缶サット甲子園岐阜地方大会で3連覇を果たし、全国優勝を目指す宇宙工学研究会の学生=本巣市上真桑、岐阜工業高等専門学校
宇宙工学研究会が開発した缶サット=同

 高校生が空き缶サイズの模擬人工衛星「缶サット」を打ち上げ、技術力などを競う「缶サット甲子園」岐阜地方大会で、岐阜工業高等専門学校(本巣市上真桑)の宇宙工学研究会が3連覇を果たし、全国大会(3月25日・千葉県)に出場する。全国大会では一昨年、昨年と2年連続で3位になっており、部員たちは「今年こそ優勝を」と意気込んでいる。

 大会は、各校が独自のミッションを設定した缶サットを手作りのロケットに搭載して打ち上げ、放出、降下、着地に至るまでの技術力や創造力を競う。
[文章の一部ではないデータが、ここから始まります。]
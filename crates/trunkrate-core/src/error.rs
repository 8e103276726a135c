//! Unified error handling for TrunkRate
//!
//! This module provides a single error type covering every failure mode of
//! the rating engine and its HTTP host, with automatic response mapping.

use actix_web::{http::StatusCode, HttpResponse, ResponseError};
use serde_json::json;
use thiserror::Error;

/// Main application error type
///
/// All errors in the application should be converted to this type.
/// It implements `ResponseError` for automatic HTTP response generation.
///
/// Per-call rating errors (`UnknownZone`, `NoApplicableRate`, `InvalidRate`,
/// `InvalidDuration`) are fatal for that single call only; batch rating
/// isolates them and continues. `InvalidPattern` is softer still: the
/// offending rule is skipped and rating proceeds with the remaining rules.
#[derive(Error, Debug)]
pub enum AppError {
    // ==================== Rating Errors ====================
    #[error("Invalid pattern on rule {rule_id}: {reason}")]
    InvalidPattern { rule_id: String, reason: String },

    #[error("Unknown zone: {0}")]
    UnknownZone(String),

    #[error("No applicable rate for zone {0}: no base rate and no override matched")]
    NoApplicableRate(String),

    #[error("Invalid rate: {0}")]
    InvalidRate(String),

    #[error("Invalid duration: {0} seconds")]
    InvalidDuration(i64),

    // ==================== Aggregation Errors ====================
    #[error("Cannot aggregate margin: {0}")]
    EmptyAggregation(String),

    // ==================== Configuration Errors ====================
    #[error("Trunk not found: {0}")]
    TrunkNotFound(String),

    #[error("Configuration error: {0}")]
    Config(String),

    // ==================== Validation Errors ====================
    #[error("Validation error: {0}")]
    Validation(String),

    #[error("Invalid input: {0}")]
    InvalidInput(String),

    // ==================== Resource Errors ====================
    #[error("Not found: {0}")]
    NotFound(String),

    // ==================== Internal Errors ====================
    #[error("Internal error: {0}")]
    Internal(String),

    #[error("Serialization error: {0}")]
    Serialization(String),
}

impl AppError {
    /// Returns the HTTP status code for this error
    pub fn status_code(&self) -> StatusCode {
        match self {
            // 400 Bad Request
            AppError::Validation(_)
            | AppError::InvalidInput(_)
            | AppError::InvalidRate(_)
            | AppError::InvalidDuration(_)
            | AppError::InvalidPattern { .. } => StatusCode::BAD_REQUEST,

            // 404 Not Found
            AppError::UnknownZone(_) | AppError::TrunkNotFound(_) | AppError::NotFound(_) => {
                StatusCode::NOT_FOUND
            }

            // 422 Unprocessable Entity
            AppError::NoApplicableRate(_) | AppError::EmptyAggregation(_) => {
                StatusCode::UNPROCESSABLE_ENTITY
            }

            // 500 Internal Server Error
            _ => StatusCode::INTERNAL_SERVER_ERROR,
        }
    }

    /// Returns the error code for API responses
    pub fn error_code(&self) -> &'static str {
        match self {
            AppError::InvalidPattern { .. } => "invalid_pattern",
            AppError::UnknownZone(_) => "unknown_zone",
            AppError::NoApplicableRate(_) => "no_applicable_rate",
            AppError::InvalidRate(_) => "invalid_rate",
            AppError::InvalidDuration(_) => "invalid_duration",
            AppError::EmptyAggregation(_) => "empty_aggregation",
            AppError::TrunkNotFound(_) => "trunk_not_found",
            AppError::Config(_) => "config_error",
            AppError::Validation(_) => "validation_error",
            AppError::InvalidInput(_) => "invalid_input",
            AppError::NotFound(_) => "not_found",
            AppError::Internal(_) => "internal_error",
            AppError::Serialization(_) => "serialization_error",
        }
    }
}

impl ResponseError for AppError {
    fn status_code(&self) -> StatusCode {
        AppError::status_code(self)
    }

    fn error_response(&self) -> HttpResponse {
        let status = self.status_code();
        let body = json!({
            "error": self.error_code(),
            "message": self.to_string(),
            "status": status.as_u16(),
        });

        HttpResponse::build(status).json(body)
    }
}

// ==================== From implementations ====================

impl From<serde_json::Error> for AppError {
    fn from(err: serde_json::Error) -> Self {
        AppError::Serialization(err.to_string())
    }
}

impl From<std::io::Error> for AppError {
    fn from(err: std::io::Error) -> Self {
        AppError::Internal(err.to_string())
    }
}

impl From<config::ConfigError> for AppError {
    fn from(err: config::ConfigError) -> Self {
        AppError::Config(err.to_string())
    }
}

#[cfg(test)]
mod tests {
    use super::*;

    #[test]
    fn test_error_status_codes() {
        assert_eq!(
            AppError::UnknownZone("DOM".to_string()).status_code(),
            StatusCode::NOT_FOUND
        );
        assert_eq!(
            AppError::NoApplicableRate("INTL".to_string()).status_code(),
            StatusCode::UNPROCESSABLE_ENTITY
        );
        assert_eq!(
            AppError::InvalidDuration(-5).status_code(),
            StatusCode::BAD_REQUEST
        );
        assert_eq!(
            AppError::InvalidPattern {
                rule_id: "override-001".to_string(),
                reason: "empty pattern".to_string()
            }
            .status_code(),
            StatusCode::BAD_REQUEST
        );
    }

    #[test]
    fn test_error_codes() {
        assert_eq!(
            AppError::NoApplicableRate("TF".to_string()).error_code(),
            "no_applicable_rate"
        );
        assert_eq!(
            AppError::EmptyAggregation("no results".to_string()).error_code(),
            "empty_aggregation"
        );
    }
}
打ち上げ実験の結果に加え、実験前後のプレゼンテーションも審査される。

 宇宙工学研究会は、小型カメラを備えた缶サットを開発。「月面から星空を撮る」ことを想定し、メインコンピューターには着地後に空を撮影するプログラムを組んだ。昨年12月の岐阜地方大会では、着地後に機体がパラシュートに絡まってしまい、ミッションに失敗。そこで機体に障害物を検知するセンサーを追加するなど、改良を加えて全国大会に臨むつもりだ。

 チームリーダーの生徒(18)=電気情報工学科3年=は「岐阜地方大会は準備が足りず、(優勝したものの)悔しい結果だった。2年生のメンバーと協力しながら万全の状態に仕上げ、ミッションを成功させたい」と意気込みを語った。

 全国大会には、県内からほかに岐阜高校、岐南工業高校も出場する。